Coffina: Sure. Midstream energy companies own the infrastructure that's necessary to move oil and gas from point A to point B. These would be things like pipeline, storage facilities, processing plants, terminals, and so on.

Glaser: This sounds like pretty a staid business. Why all of a sudden is there so much concern about some of these companies?

Coffina: Normally, it's a very steady business, and that's why investors like it. The thing is that a pipeline can stay in the ground and can last almost indefinitely. The concern is that there is not always going to be customers on either end of the pipeline.

North America is experiencing this huge energy boom, and a lot of the energy is coming from areas that didn't traditionally produce as much energy. For example, Pennsylvania's Marcellus shale and the oil sands in Alberta, Canada. This is creating a lot of opportunity for midstream companies in that they can invest in new projects and often earn attractive rates of return on those projects, but it's also creating challenges for other companies. Boardwalk Pipeline Partners is a prime example of this, where their existing infrastructure might not be in the best location.

In Boardwalk's case, their main assets were designed to bring gas up from the Gulf Coast to the Midwest, and those are much less relevant now with all the gas production occurring in the Marcellus shale. Companies certainly need to adapt to the current environment, and some companies that don't adapt could face some significant challenges.

Glaser: Boardwalk had that massive 80% cut to its distribution. Are you expecting to see similar cuts from other companies, or is it really that case-by-case basis?

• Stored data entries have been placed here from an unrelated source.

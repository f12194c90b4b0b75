//! CLI argument definitions.
//!
//! This module defines all CLI arguments using clap's derive macros.
//! The main entry point is the [`Cli`] struct.

use crate::manifest::DEFAULT_APPLICATION_ID;
use clap::{Parser, Subcommand};
use clap_complete::Shell;
use std::path::PathBuf;

/// envstitch - Environment property resolution for mobile builds.
#[derive(Debug, Parser)]
#[command(name = "envstitch")]
#[command(author, version, long_about = None)]
#[command(propagate_version = true)]
pub struct Cli {
    /// Path to the native build project (env files are searched in its parent)
    #[arg(short, long, global = true)]
    pub project: Option<PathBuf>,

    /// Only log errors
    #[arg(short, long, global = true)]
    pub quiet: bool,

    /// Enable debug logging
    #[arg(long, global = true)]
    pub debug: bool,

    #[command(subcommand)]
    pub command: Option<Commands>,
}

/// Available subcommands.
#[derive(Debug, Subcommand)]
pub enum Commands {
    /// Print the resolved property map (default if no command specified)
    Resolve(ResolveArgs),

    /// Print the manifest placeholder assignments
    Placeholders(PlaceholdersArgs),

    /// Generate shell completions
    Completions(CompletionsArgs),
}

/// Arguments for the `resolve` command.
#[derive(Debug, Clone, Default, clap::Args)]
pub struct ResolveArgs {
    /// Output as JSON instead of KEY=VALUE lines
    #[arg(long)]
    pub json: bool,
}

/// Arguments for the `placeholders` command.
#[derive(Debug, Clone, clap::Args)]
pub struct PlaceholdersArgs {
    /// Output as JSON instead of placeholder=value lines
    #[arg(long)]
    pub json: bool,

    /// Application identifier used as the scheme fallback
    #[arg(long, env = "APPLICATION_ID", default_value = DEFAULT_APPLICATION_ID)]
    pub app_id: String,
}

/// Arguments for the `completions` command.
#[derive(Debug, Clone, clap::Args)]
pub struct CompletionsArgs {
    /// Shell to generate completions for
    #[arg(value_enum)]
    pub shell: Shell,
}
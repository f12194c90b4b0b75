//! Shell completions generation.
//!
//! The `envstitch completions` command generates shell completion scripts.

use crate::cli::args::{Cli, CompletionsArgs};
use clap::CommandFactory;

use super::dispatcher::{Command, CommandResult};

/// The completions command implementation.
pub struct CompletionsCommand {
    args: CompletionsArgs,
}

impl CompletionsCommand {
    /// Create a new completions command.
    pub fn new(args: CompletionsArgs) -> Self {
        Self { args }
    }
}

impl Command for CompletionsCommand {
    fn execute(&self) -> crate::error::Result<CommandResult> {
        let mut cmd = Cli::command();
        clap_complete::generate(self.args.shell, &mut cmd, "envstitch", &mut std::io::stdout());
        Ok(CommandResult::success())
    }
}
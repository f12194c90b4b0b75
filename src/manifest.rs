//! Manifest placeholder derivation.
//!
//! Turns the resolved property map into the two values the Android build
//! injects as manifest placeholders: the Auth0 tenant domain and the app's
//! callback URL scheme.

use crate::env::{APP_SCHEME_VAR, AUTH0_DOMAIN_VAR};
use serde::Serialize;
use std::collections::HashMap;

/// Application identifier used as the scheme fallback when `APP_SCHEME`
/// is absent from both the env file and the process environment.
pub const DEFAULT_APPLICATION_ID: &str = "com.kin.kin";

/// The resolved manifest placeholder values.
///
/// Field names serialize in the placeholder-slot spelling the manifest
/// uses (`auth0Domain`, `auth0Scheme`).
///
/// # Example
///
/// ```
/// use envstitch::manifest::ManifestPlaceholders;
/// use std::collections::HashMap;
///
/// let mut props = HashMap::new();
/// props.insert("AUTH0_DOMAIN".to_string(), "example.auth0.com".to_string());
///
/// let placeholders = ManifestPlaceholders::from_properties(&props, "com.example.app");
/// assert_eq!(placeholders.auth0_domain, "example.auth0.com");
/// assert_eq!(placeholders.auth0_scheme, "com.example.app");
/// ```
#[derive(Debug, Clone, PartialEq, Eq, Serialize)]
#[serde(rename_all = "camelCase")]
pub struct ManifestPlaceholders {
    /// Auth0 tenant domain; empty string when unset in both sources.
    pub auth0_domain: String,
    /// Callback URL scheme; falls back to the application identifier.
    pub auth0_scheme: String,
}

impl ManifestPlaceholders {
    /// Derive placeholder values from resolved properties.
    pub fn from_properties(properties: &HashMap<String, String>, application_id: &str) -> Self {
        Self {
            auth0_domain: properties.get(AUTH0_DOMAIN_VAR).cloned().unwrap_or_default(),
            auth0_scheme: properties
                .get(APP_SCHEME_VAR)
                .cloned()
                .unwrap_or_else(|| application_id.to_string()),
        }
    }

    /// Render as `placeholder=value` lines for consumption by a build script.
    pub fn render(&self) -> String {
        format!(
            "auth0Domain={}\nauth0Scheme={}",
            self.auth0_domain, self.auth0_scheme
        )
    }
}

#[cfg(test)]
mod tests {
    use super::*;

    fn props(pairs: &[(&str, &str)]) -> HashMap<String, String> {
        pairs
            .iter()
            .map(|(k, v)| (k.to_string(), v.to_string()))
            .collect()
    }

    #[test]
    fn uses_resolved_values_when_present() {
        let placeholders = ManifestPlaceholders::from_properties(
            &props(&[
                ("AUTH0_DOMAIN", "example.auth0.com"),
                ("APP_SCHEME", "myapp"),
            ]),
            DEFAULT_APPLICATION_ID,
        );
        assert_eq!(placeholders.auth0_domain, "example.auth0.com");
        assert_eq!(placeholders.auth0_scheme, "myapp");
    }

    #[test]
    fn missing_domain_falls_back_to_empty_string() {
        let placeholders =
            ManifestPlaceholders::from_properties(&HashMap::new(), DEFAULT_APPLICATION_ID);
        assert_eq!(placeholders.auth0_domain, "");
    }

    #[test]
    fn missing_scheme_falls_back_to_application_id() {
        let placeholders =
            ManifestPlaceholders::from_properties(&HashMap::new(), DEFAULT_APPLICATION_ID);
        assert_eq!(placeholders.auth0_scheme, DEFAULT_APPLICATION_ID);
    }

    #[test]
    fn unrelated_properties_are_ignored() {
        let placeholders = ManifestPlaceholders::from_properties(
            &props(&[("FOO", "bar"), ("APP_SCHEME", "myapp")]),
            DEFAULT_APPLICATION_ID,
        );
        assert_eq!(placeholders.auth0_scheme, "myapp");
        assert_eq!(placeholders.auth0_domain, "");
    }

    #[test]
    fn serializes_with_placeholder_slot_names() {
        let placeholders = ManifestPlaceholders {
            auth0_domain: "example.auth0.com".to_string(),
            auth0_scheme: "myapp".to_string(),
        };
        let json = serde_json::to_value(&placeholders).unwrap();
        assert_eq!(json["auth0Domain"], "example.auth0.com");
        assert_eq!(json["auth0Scheme"], "myapp");
    }

    #[test]
    fn render_emits_one_assignment_per_line() {
        let placeholders = ManifestPlaceholders {
            auth0_domain: "example.auth0.com".to_string(),
            auth0_scheme: "myapp".to_string(),
        };
        assert_eq!(
            placeholders.render(),
            "auth0Domain=example.auth0.com\nauth0Scheme=myapp"
        );
    }
}
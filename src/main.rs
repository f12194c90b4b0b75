//! envstitch CLI entry point.

use std::process::ExitCode;

use clap::Parser;
use envstitch::cli::{Cli, CommandDispatcher};
use tracing_subscriber::{fmt, prelude::*, EnvFilter};

/// Initialize the tracing subscriber for logging.
///
/// Log level is controlled by:
/// 1. `--debug` flag sets level to DEBUG, `--quiet` to ERROR
/// 2. `RUST_LOG` environment variable (if set)
/// 3. Default is INFO
fn init_tracing(debug: bool, quiet: bool) {
    let filter = if debug {
        EnvFilter::new("envstitch=debug")
    } else if quiet {
        EnvFilter::new("envstitch=error")
    } else {
        EnvFilter::try_from_default_env().unwrap_or_else(|_| EnvFilter::new("envstitch=info"))
    };

    tracing_subscriber::registry()
        .with(fmt::layer().with_target(false).with_writer(std::io::stderr))
        .with(filter)
        .init();
}

fn main() -> ExitCode {
    let cli = Cli::parse();
    init_tracing(cli.debug, cli.quiet);

    tracing::debug!("envstitch starting with args: {:?}", cli);

    // Determine project root
    let project_root = cli
        .project
        .as_ref()
        .cloned()
        .unwrap_or_else(|| std::env::current_dir().unwrap_or_default());

    let dispatcher = CommandDispatcher::new(project_root);

    match dispatcher.dispatch(&cli) {
        Ok(result) => ExitCode::from(result.exit_code as u8),
        Err(e) => {
            eprintln!("Error: {}", e);
            ExitCode::from(1)
        }
    }
}
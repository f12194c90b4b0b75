//! Command-line interface for envstitch.
//!
//! This module provides the CLI argument parsing using clap's derive macros
//! and command implementations.
//!
//! # Architecture
//!
//! - [`args`] - Argument definitions using clap derive macros
//! - [`commands`] - Command implementations

pub mod args;
pub mod commands;

pub use args::{Cli, Commands, CompletionsArgs, PlaceholdersArgs, ResolveArgs};
pub use commands::{Command, CommandDispatcher, CommandResult};
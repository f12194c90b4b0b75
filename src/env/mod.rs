//! Environment property loading and resolution.
//!
//! Builds the property map the native build step consumes. The priority
//! chain is:
//!
//! 1. Process environment variables, for the fixed override keys only
//! 2. The first existing candidate file (`../.env.local`, then `../.env`)
//! 3. Absent

pub mod file;
pub mod resolver;

pub use file::{load_env_file, parse_env_file};
pub use resolver::{EnvResolver, APP_SCHEME_VAR, AUTH0_DOMAIN_VAR, OVERRIDE_KEYS};
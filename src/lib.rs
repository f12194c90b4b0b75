//! envstitch - Environment property resolution for mobile builds.
//!
//! envstitch loads environment-specific build secrets (an Auth0 domain and
//! an application URL scheme) from dotenv-style files, overlays select
//! process environment variables, and renders the result as Android
//! manifest placeholder values. It runs once per build invocation.
//!
//! # Modules
//!
//! - [`cli`] - Command-line interface and argument parsing
//! - [`env`] - Env file parsing and property resolution
//! - [`error`] - Error types and result aliases
//! - [`manifest`] - Manifest placeholder derivation
//!
//! # Example
//!
//! ```
//! use envstitch::env::EnvResolver;
//! use envstitch::manifest::ManifestPlaceholders;
//! use std::path::PathBuf;
//!
//! // No env file on disk; scheme comes from the process environment.
//! let resolver = EnvResolver::new(vec![PathBuf::from("/nonexistent/.env")]);
//! let props = resolver
//!     .resolve_with_lookup(|key| (key == "APP_SCHEME").then(|| "myapp".to_string()))
//!     .unwrap();
//!
//! let placeholders = ManifestPlaceholders::from_properties(&props, "com.example.app");
//! assert_eq!(placeholders.auth0_scheme, "myapp");
//! assert_eq!(placeholders.auth0_domain, "");
//! ```

pub mod cli;
pub mod env;
pub mod error;
pub mod manifest;

pub use error::{EnvStitchError, Result};
//! Library integration tests.

use envstitch::EnvStitchError;

#[test]
fn error_types_are_public() {
    let err = EnvStitchError::EnvFileRead {
        path: std::path::PathBuf::from("/repo/.env"),
        source: std::io::Error::new(std::io::ErrorKind::PermissionDenied, "denied"),
    };
    assert!(err.to_string().contains("/repo/.env"));
}

#[test]
fn result_type_alias_is_public() {
    fn test_fn() -> envstitch::Result<()> {
        Ok(())
    }
    assert!(test_fn().is_ok());
}

#[test]
fn cli_types_are_public() {
    use clap::Parser;
    use envstitch::cli::{Cli, Commands};

    let cli = Cli::parse_from(["envstitch", "placeholders", "--json"]);
    assert!(cli.command.is_some());

    if let Some(Commands::Placeholders(args)) = cli.command {
        assert!(args.json);
    } else {
        panic!("Expected Placeholders command");
    }
}

#[test]
fn override_key_set_is_fixed() {
    use envstitch::env::{APP_SCHEME_VAR, AUTH0_DOMAIN_VAR, OVERRIDE_KEYS};

    assert_eq!(OVERRIDE_KEYS, [AUTH0_DOMAIN_VAR, APP_SCHEME_VAR]);
}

Coffina: It's definitely case-by-case basis. I think the Boardwalk situation was unique in a lot of ways. One, they were not very diversified, so they are very reliant on these assets, again, bringing gas from the Gulf to the Midwest. They also are relatively highly leveraged and had core cash flow coverage and core distribution coverage for quite a while. Management has also not been very clear with investors about its plans, about its outlook, and has really failed to adapt to the changing environment.

Partly it's Boardwalk’s assets that are to blame, so other companies like Kinder Morgan, for example, that also have assets that are somewhat similar to Boardwalk's, their assets extend into the Marcellus shale, which has enabled them to participate in a lot of these incremental investment opportunities. [However,] Boardwalk's pipelines didn’t quite make it into the Marcellus shale, so they had all the headwinds but without the tailwinds of having incremental investment opportunities.

I think Boardwalk's situation is somewhat unique, but it's certainly important for midstream investors not to take for granted that this is a very steady, stable business and always will be and really to pick and choose your spots.